Often when trying to explain a global issue we turn to statistics to demonstrate the severity of the issue. The problem which arises when we begin to use numbers to represent real life problems is that we often become forgetful of whom these numbers actually represent. We begin to consider the issue as numbers which need to be changed, rather than lives. In my final piece before leaving to Iraq I explained that there are currently millions of orphans living in Iraq and millions more needing humanitarian aid. At the time, I thought I was simply stating the facts, not realizing the injustice I was doing to all the individuals who make up these millions.
Upon meeting some of the orphans and families supported by The Zahra Trust I was astonished at how unique each case was. I realized how wrong it is to simplify an issue, which concerns millions of individual cases, into one unified problem. Each family had their own unique story and hardship which they had gone through. For example, some orphans were under the care of their mother (in Iraq a child who has lost one or both parents is considered to be an orphan) and experiencing severe financial struggles due to the loss of their breadwinner. Others were being cared for by grandparents due to the loss of both of their parents. Others were in the care of aunts and uncles because either their grandparents were too old and could not support them alone, or they too had passed away.
Amongst all the families there was one which was especially in need of help. This family included a grandmother caring for her three grandchildren. The children, two girls and one boy, had lost both of their parents. After the death of their parents, their aging grandmother began to provide their care alone, although she herself was also very tired and requiring support. It would seem like that would have been enough trials for their family, but unfortunately the youngest boy recently was diagnosed with cancer. The grandmother who had already been significantly struggling to provide for these children was now under more pressure to provide.
Unfortunately, if you are not financially stable in Iraq, becoming diagnosed with cancer is often perceived as equivalent to a death sentence. Treatments are extremely expensive and without much governmental support, poor families who have members diagnosed with cancer become helpless. As someone who had personally seen people living with cancer in Iraq and been aware of the financial burden which came with it, I immediately became extremely concerned for this family. It was apparent that the boy was at risk of not receiving his medical treatment due to lack of financial means. The trust made it a priority to try and provide for this family as much as they could. Members on the trip had volunteered to also contribute towards the family and help.

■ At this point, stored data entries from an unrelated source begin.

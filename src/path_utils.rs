use anyhow::{Context, Result};
use std::path::Path;

/// Name of the store directory when it lives under the indexed tree. The
/// walker never descends into it.
pub const INDEX_DIR_NAME: &str = "fileIndexerDb";

/// Synology metadata sidecar directories are never indexed.
const SYNOLOGY_META_DIR: &str = "@eaDir";

/// Path of `path` relative to `base`, with no leading separator. The base
/// directory itself maps to the empty string.
pub fn relative_path(base: &Path, path: &Path) -> String {
    let base_s = base.to_string_lossy();
    let path_s = path.to_string_lossy();
    let rel = path_s.strip_prefix(base_s.as_ref()).unwrap_or(&path_s);
    rel.strip_prefix('/').unwrap_or(rel).to_string()
}

/// True when a path below `base` must be left out of every walk: the store's
/// own directory at the top of the tree, and Synology `@eaDir` sidecars at
/// any depth.
pub fn should_skip(base: &Path, path: &Path) -> bool {
    if relative_path(base, path) == INDEX_DIR_NAME {
        return true;
    }
    path.file_name().map(|n| n == SYNOLOGY_META_DIR).unwrap_or(false)
}

/// Quarantine `orig_root/rel_path` by renaming it to `dest_root/rel_path`,
/// creating the destination's parent directories (mode 0700) first.
pub fn remove_file_safely(rel_path: &str, orig_root: &Path, dest_root: &Path) -> Result<()> {
    let parent = Path::new(rel_path).parent().unwrap_or_else(|| Path::new(""));
    let dest_parent = dest_root.join(parent);

    let mut builder = std::fs::DirBuilder::new();
    builder.recursive(true);
    #[cfg(unix)]
    {
        use std::os::unix::fs::DirBuilderExt;
        builder.mode(0o700);
    }
    builder
        .create(&dest_parent)
        .with_context(|| format!("create destination dir {}", dest_parent.display()))?;

    let from = orig_root.join(rel_path);
    let to = dest_root.join(rel_path);
    std::fs::rename(&from, &to)
        .with_context(|| format!("move {} to {}", from.display(), to.display()))?;
    Ok(())
}
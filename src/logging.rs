use anyhow::Result;
use tracing_subscriber::{fmt, EnvFilter};

/// Wire up tracing. RUST_LOG wins when set; otherwise `-v` repetition picks
/// the level.
pub fn init(verbose: u8) -> Result<()> {
    let default_level = match verbose {
        0 => "info",
        1 => "debug",
        _ => "trace",
    };

    let filter =
        EnvFilter::try_from_default_env().unwrap_or_else(|_| EnvFilter::new(default_level));

    fmt()
        .with_env_filter(filter)
        .with_target(false)
        .compact()
        .init();

    Ok(())
}
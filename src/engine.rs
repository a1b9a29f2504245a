use crate::codec::systemtime_to_unix_secs;
use crate::hasher;
use crate::path_utils::{self, INDEX_DIR_NAME};
use crate::records::{DbMeta, DirInfo, FileMeta, HashEntry};
use crate::store::Store;
use crate::walker::{self, WalkEntry};
use anyhow::{anyhow, Context, Result};
use std::path::{Path, PathBuf};
use std::time::SystemTime;

pub const PREFIX_FILE: u8 = b'f';
pub const PREFIX_HASH: u8 = b'h';
pub const KEY_DB_META: &[u8] = b".";

/// Rolling totals returned from each step of a walk. Directory recursion
/// sums child accumulators post-order; the sweep fills the removed counters.
#[derive(Debug, Clone, Default, PartialEq, Eq)]
pub struct RepositoryInfo {
    pub file_count: i32,
    pub file_size: i64,
    pub dir_count: i32,
    pub changed_file_count: i32,
    pub changed_file_size: i64,
    pub removed_dir_count: i32,
    pub removed_file_count: i32,
    pub removed_file_size: i64,
}

impl RepositoryInfo {
    pub fn add(&mut self, other: &RepositoryInfo) {
        self.file_count += other.file_count;
        self.file_size += other.file_size;
        self.dir_count += other.dir_count;
        self.changed_file_count += other.changed_file_count;
        self.changed_file_size += other.changed_file_size;
        self.removed_dir_count += other.removed_dir_count;
        self.removed_file_count += other.removed_file_count;
        self.removed_file_size += other.removed_file_size;
    }
}

/// The index engine. Owns the store handle; one operation at a time, no
/// state shared across operations beyond this struct.
pub struct Indexer {
    base_dir: PathBuf,
    store: Store,
    db_meta: DbMeta,
    reading_sequence: i32,
    writing_sequence: i32,
}

fn key_for_path(rel_path: &str) -> Vec<u8> {
    let mut key = Vec::with_capacity(1 + rel_path.len());
    key.push(PREFIX_FILE);
    key.extend_from_slice(rel_path.as_bytes());
    key
}

fn key_for_hash(hash: &str) -> Vec<u8> {
    let mut key = Vec::with_capacity(1 + hash.len());
    key.push(PREFIX_HASH);
    key.extend_from_slice(hash.as_bytes());
    key
}

fn now_unix() -> i32 {
    systemtime_to_unix_secs(SystemTime::now()) as i32
}

impl Indexer {
    /// Open the index for `base_dir`, creating it if needed. The store lives
    /// in `index_dir` when given, else in `<base_dir>/fileIndexerDb`.
    pub fn open_or_create(base_dir: &Path, index_dir: Option<&Path>) -> Result<Indexer> {
        let index_dir = match index_dir {
            Some(dir) => dir.to_path_buf(),
            None => base_dir.join(INDEX_DIR_NAME),
        };
        let store = Store::open_or_create(&index_dir)?;

        let db_meta = match store.get(KEY_DB_META)? {
            Some(bytes) => DbMeta::decode(&bytes).context("decode db meta")?,
            None => DbMeta {
                base_dir: base_dir.to_string_lossy().to_string(),
                sequence: 0,
            },
        };

        let reading_sequence = db_meta.sequence;
        tracing::info!(sequence = reading_sequence, "opened index store");
        Ok(Indexer {
            base_dir: base_dir.to_path_buf(),
            store,
            db_meta,
            reading_sequence,
            writing_sequence: reading_sequence + 1,
        })
    }

    /// Open an index that must already exist, adopting its stored base
    /// directory. Used to read a foreign index for intersection.
    pub fn open_existing(index_dir: &Path) -> Result<Indexer> {
        let store = Store::open_existing(index_dir)?;
        let db_meta = match store.get(KEY_DB_META)? {
            Some(bytes) => DbMeta::decode(&bytes).context("decode db meta")?,
            None => {
                return Err(anyhow!(
                    "store at {} has no metadata record",
                    index_dir.display()
                ))
            }
        };

        let reading_sequence = db_meta.sequence;
        tracing::info!(sequence = reading_sequence, base_dir = %db_meta.base_dir, "opened existing index store");
        Ok(Indexer {
            base_dir: PathBuf::from(&db_meta.base_dir),
            store,
            db_meta,
            reading_sequence,
            writing_sequence: reading_sequence + 1,
        })
    }

    pub fn base_dir(&self) -> &Path {
        &self.base_dir
    }

    pub fn db_meta(&self) -> &DbMeta {
        &self.db_meta
    }

    /// Mark-and-sweep refresh against the current state of the filesystem.
    ///
    /// Mark: depth-first walk rewriting every live entry with the writing
    /// sequence. Commit: persist the advanced sequence. Sweep: every record
    /// still bearing an older sequence is gone from disk and is deleted,
    /// along with its hash-index membership.
    pub fn update(&mut self) -> Result<RepositoryInfo> {
        let root = walker::stat_root(&self.base_dir)?;
        let base = self.base_dir.clone();
        let mut info = self.update_dir(&base, &root)?.unwrap_or_default();

        tracing::debug!(
            from = self.reading_sequence,
            to = self.writing_sequence,
            "committing refresh sequence"
        );
        self.db_meta.sequence = self.writing_sequence;
        self.reading_sequence = self.writing_sequence;
        self.writing_sequence += 1;
        self.store.put(KEY_DB_META, &self.db_meta.encode())?;

        // Collect stale entries first; the store must not be mutated while a
        // scan is open.
        let sequence = self.db_meta.sequence;
        let mut stale: Vec<FileMeta> = Vec::new();
        self.iter_files(|rel_path, meta| {
            if meta.sequence != sequence {
                let mut meta = meta.clone();
                meta.relative_path = rel_path.to_string();
                stale.push(meta);
            }
            Ok(())
        })?;

        for meta in &stale {
            if meta.is_dir {
                info.removed_dir_count += 1;
            } else {
                info.removed_file_count += 1;
                info.removed_file_size += meta.size;
            }
            self.store.delete(&key_for_path(&meta.relative_path))?;
            if !meta.is_dir {
                self.remove_hash(&meta.md5, &meta.relative_path)?;
            }
        }

        tracing::info!(
            sequence,
            files = info.file_count,
            bytes = info.file_size,
            changed = info.changed_file_count,
            removed = info.removed_file_count,
            "refresh complete"
        );
        Ok(info)
    }

    fn update_dir(&mut self, dir: &Path, entry: &WalkEntry) -> Result<Option<RepositoryInfo>> {
        if path_utils::should_skip(&self.base_dir, dir) {
            return Ok(None);
        }
        tracing::debug!(dir = %dir.display(), "updating directory");

        let update_time_start = now_unix();

        let children = match walker::read_dir_entries(dir) {
            Ok(children) => children,
            Err(e) => {
                if dir == self.base_dir.as_path() {
                    return Err(e);
                }
                tracing::warn!(dir = %dir.display(), "readdir failed, subtree dropped: {e:#}");
                return Ok(None);
            }
        };

        let mut info = RepositoryInfo::default();
        for child in &children {
            if child.is_dir {
                if let Some(child_info) = self.update_dir(&child.path, child)? {
                    info.add(&child_info);
                }
                info.dir_count += 1;
            } else if let Some(file_info) = self.update_file(child)? {
                info.add(&file_info);
            }
        }

        let meta = FileMeta {
            size: entry.size,
            is_dir: true,
            md5: String::new(),
            mtime: entry.mtime,
            sequence: self.writing_sequence,
            dir_info: Some(DirInfo {
                update_time_start,
                update_time_end: now_unix(),
                total_file_count: info.file_count,
                total_file_size: info.file_size,
            }),
            relative_path: String::new(),
        };
        let rel_path = path_utils::relative_path(&self.base_dir, dir);
        // A file replaced by a same-named directory shares its key; once the
        // record is overwritten the sweep can no longer find the old hash
        // membership, so it is dropped here.
        if let Some(prior) = self.get_file_or_dir_meta(&rel_path)? {
            if !prior.is_dir && !prior.md5.is_empty() {
                self.remove_hash(&prior.md5, &rel_path)?;
            }
        }
        self.store.put(&key_for_path(&rel_path), &meta.encode())?;
        Ok(Some(info))
    }

    fn update_file(&mut self, entry: &WalkEntry) -> Result<Option<RepositoryInfo>> {
        let rel_path = path_utils::relative_path(&self.base_dir, &entry.path);
        let prior = self.get_file_or_dir_meta(&rel_path)?;

        // Unchanged (size, mtime) means the stored hash is still trusted and
        // the content is not re-read.
        let md5 = match &prior {
            Some(p) if !p.is_dir && p.size == entry.size && p.mtime == entry.mtime => {
                p.md5.clone()
            }
            _ => match hasher::md5_hex(&entry.path) {
                Ok(digest) => digest,
                Err(e) => {
                    tracing::warn!(file = %entry.path.display(), "hashing failed, file skipped this pass: {e:#}");
                    return Ok(None);
                }
            },
        };

        let meta = FileMeta {
            size: entry.size,
            is_dir: false,
            md5: md5.clone(),
            mtime: entry.mtime,
            sequence: self.writing_sequence,
            dir_info: None,
            relative_path: String::new(),
        };
        self.store.put(&key_for_path(&rel_path), &meta.encode())?;

        let mut info = RepositoryInfo {
            file_count: 1,
            file_size: entry.size,
            ..RepositoryInfo::default()
        };

        let changed = match &prior {
            Some(p) => p.md5 != md5,
            None => true,
        };
        if changed {
            if let Some(p) = &prior {
                if !p.md5.is_empty() {
                    self.remove_hash(&p.md5, &rel_path)?;
                }
            }
            self.add_hash(&md5, entry.size, &rel_path)?;
            info.changed_file_count = 1;
            info.changed_file_size = entry.size;
        }
        Ok(Some(info))
    }

    fn add_hash(&mut self, md5: &str, size: i64, rel_path: &str) -> Result<()> {
        let key = key_for_hash(md5);
        let mut entry = match self.store.get(&key)? {
            Some(bytes) => {
                let entry = HashEntry::decode(&bytes)
                    .with_context(|| format!("decode hash entry {md5}"))?;
                if entry.paths.iter().any(|p| p == rel_path) {
                    return Ok(());
                }
                entry
            }
            None => HashEntry::default(),
        };
        entry.paths.push(rel_path.to_string());
        entry.file_size = size;
        self.store.put(&key, &entry.encode())
    }

    fn remove_hash(&mut self, md5: &str, rel_path: &str) -> Result<()> {
        let key = key_for_hash(md5);
        let mut entry = match self.store.get(&key)? {
            Some(bytes) => {
                HashEntry::decode(&bytes).with_context(|| format!("decode hash entry {md5}"))?
            }
            None => {
                tracing::warn!(md5, rel_path, "hash entry not found on removal");
                return Ok(());
            }
        };

        let Some(pos) = entry.paths.iter().position(|p| p == rel_path) else {
            tracing::warn!(md5, rel_path, "path not present in hash entry");
            return Ok(());
        };

        if entry.paths.len() == 1 {
            self.store.delete(&key)
        } else {
            // Order is not preserved.
            entry.paths.swap_remove(pos);
            self.store.put(&key, &entry.encode())
        }
    }

    pub fn get_file_or_dir_meta(&self, rel_path: &str) -> Result<Option<FileMeta>> {
        match self.store.get(&key_for_path(rel_path))? {
            Some(bytes) => Ok(Some(
                FileMeta::decode(&bytes).with_context(|| format!("decode meta for {rel_path}"))?,
            )),
            None => Ok(None),
        }
    }

    /// Size and paths for a content hash, or `(0, None)` when unknown.
    pub fn get_files_by_hash(&self, hash: &str) -> Result<(i64, Option<Vec<String>>)> {
        match self.store.get(&key_for_hash(hash))? {
            Some(bytes) => {
                let entry = HashEntry::decode(&bytes)
                    .with_context(|| format!("decode hash entry {hash}"))?;
                Ok((entry.file_size, Some(entry.paths)))
            }
            None => Ok((0, None)),
        }
    }

    /// Visit every file and directory record in key order.
    pub fn iter_files<F>(&self, mut f: F) -> Result<()>
    where
        F: FnMut(&str, &FileMeta) -> Result<()>,
    {
        self.store.iter_prefix(&[PREFIX_FILE], |key, value| {
            let rel_path = std::str::from_utf8(&key[1..]).context("non-UTF-8 path key")?;
            let meta = FileMeta::decode(value)
                .with_context(|| format!("decode meta for {rel_path}"))?;
            f(rel_path, &meta)
        })
    }

    /// Visit every hash entry in key order.
    pub fn iter_hashes<F>(&self, mut f: F) -> Result<()>
    where
        F: FnMut(&str, i64, &[String]) -> Result<()>,
    {
        self.store.iter_prefix(&[PREFIX_HASH], |key, value| {
            let hash = std::str::from_utf8(&key[1..]).context("non-UTF-8 hash key")?;
            let entry = HashEntry::decode(value)
                .with_context(|| format!("decode hash entry {hash}"))?;
            f(hash, entry.file_size, &entry.paths)
        })
    }

    /// Count files, bytes and directories under the base directory without
    /// touching the store. Same skip rules as `update`.
    pub fn quick_scan(&self, info: &mut RepositoryInfo) -> Result<()> {
        walker::stat_root(&self.base_dir)?;
        self.quick_scan_dir(&self.base_dir, info)
    }

    fn quick_scan_dir(&self, dir: &Path, info: &mut RepositoryInfo) -> Result<()> {
        if path_utils::should_skip(&self.base_dir, dir) {
            return Ok(());
        }

        let children = match walker::read_dir_entries(dir) {
            Ok(children) => children,
            Err(e) => {
                if dir == self.base_dir.as_path() {
                    return Err(e);
                }
                tracing::warn!(dir = %dir.display(), "readdir failed, subtree dropped: {e:#}");
                return Ok(());
            }
        };

        for child in &children {
            if child.is_dir {
                self.quick_scan_dir(&child.path, info)?;
                info.dir_count += 1;
            } else {
                info.file_count += 1;
                info.file_size += child.size;
            }
        }
        Ok(())
    }
}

Although we can say that we contributed and tried to help, it’s hard to be satisfied with what we’ve done. The family will still need continuous support and no doubt there is a long path ahead of them which will involve many struggles and heart breaks. It also is hard to be satisfied when you know that there are millions of more children with their own unique struggle that may not be getting any support. Thinking about these millions of others, whom we do not even get the chance to hear their story, makes me overwhelmed with a feeling of shortcoming. It also makes me realize how important initiatives like the Voice of the Child are to attempt to tell the story of these millions of innocent children.